There are a lot of benefits to better integration of mental health care into the PCP’s role. The PCP is usually the patient’s first contact with the health care system and an individual is much more likely to know how to access care from a PCP than from an unintegrated mental health system. Patients are often more willing to attend appointments with and follow up with their PCPs because of the removal of stigma from receiving treatment. Other patients may not have meaningful access to a separate or nonintegrated mental health system, either due to financial barriers, long waiting lists, or other barriers.
The most significant problem, in my view, is the expectation that an individual should be able to determine they are experiencing a mental health problem. Given that the majority of PCPs, who have medical degrees and extensive training, fail to identify and diagnose mental health issues, expecting untrained laypeople to do so – while they are experiencing the mental health problem – is beyond absurd. It is even more absurd given that many mental health issues have a physical component. Depression results in fatigue and appetite changes, as does mania. The physical experience of a panic attack is often interpreted as a heart attack. Auditory or visual hallucinations could easily be interpreted as problems with the sensory organs themselves. This is sometimes heightened by an individual’s cultural context, as many Asian cultures describe the experience of depression almost exclusively in physical terms. Expecting an affected individual to untangle the complicated interplay of physical and mental effects and diagnose themselves with a mental health problem prior to seeking treatment is bound to fail.

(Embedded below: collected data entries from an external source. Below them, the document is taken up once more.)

use axum::{
    extract::{State, rejection::JsonRejection},
    http::StatusCode,
    response::{IntoResponse, Json, Response},
};
use crate::errors::AppResult;
use crate::middleware::{ActingUser, PathId};
use crate::models::{TodoForm, parse_deadline};
use crate::services::TodoService;

pub async fn list_todos(
    State(todo_service): State<TodoService>,
    ActingUser(username): ActingUser,
) -> AppResult<Response> {
    tracing::debug!("Listing todos for user: {}", username);

    let todos = todo_service.list_todos(&username).await?;

    Ok(Json(todos).into_response())
}

// The body is only inspected once the user and plan limit have been checked.
pub async fn create_todo(
    State(todo_service): State<TodoService>,
    ActingUser(username): ActingUser,
    payload: Result<Json<TodoForm>, JsonRejection>,
) -> AppResult<Response> {
    todo_service.check_todo_capacity(&username).await?;

    let Json(form) = payload?;
    let deadline = parse_deadline(&form.deadline)?;

    let todo = todo_service.create_todo(&username, form.title, deadline).await?;

    Ok((StatusCode::CREATED, Json(todo)).into_response())
}

pub async fn update_todo(
    State(todo_service): State<TodoService>,
    PathId(todo_id): PathId,
    ActingUser(username): ActingUser,
    payload: Result<Json<TodoForm>, JsonRejection>,
) -> AppResult<Response> {
    todo_service.get_todo(&username, todo_id).await?;

    let Json(form) = payload?;
    let deadline = parse_deadline(&form.deadline)?;

    let todo = todo_service
        .update_todo(&username, todo_id, form.title, deadline)
        .await?;

    Ok(Json(todo).into_response())
}

pub async fn mark_todo_done(
    State(todo_service): State<TodoService>,
    PathId(todo_id): PathId,
    ActingUser(username): ActingUser,
) -> AppResult<Response> {
    let todo = todo_service.mark_done(&username, todo_id).await?;

    Ok(Json(todo).into_response())
}

pub async fn delete_todo(
    State(todo_service): State<TodoService>,
    PathId(todo_id): PathId,
    ActingUser(username): ActingUser,
) -> AppResult<Response> {
    todo_service.delete_todo(&username, todo_id).await?;

    Ok(StatusCode::NO_CONTENT.into_response())
}
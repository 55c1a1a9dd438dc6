//! Leaderboard read side.
//!
//! The global ranking comes from the ranked cache; per-tournament and
//! per-user views come from the durable leaderboard rows.

pub mod projection;

pub use projection::{DEFAULT_START, DEFAULT_STOP, LeaderboardProjection, RankWindow};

Another argument in favor of integration is the huge overlap between physical and mental health problems. Estimates of this comorbidity vary wildly, but range somewhere from 20% to 80% of primary care patients (useful data, no?). Having a patient access two separate mental health care systems for their treatment ensures fragmented treatments that may contradict each other and are certainly not coordinated for maximum effect. Better integration would ensure treatments for physical and mental health issues complemented each other and treated the patient as a whole person.
This seems like an uncontroversial and common sense suggestion. It was embraced by the United States Surgeon General in 2001 and by the World Health Organization in 2008, but has seen little progress or momentum since then. Some local treatment systems are taking steps towards integration, such as these trainings done by the British Columbia health system, but there have been few steps towards addressing this issue in the larger health system.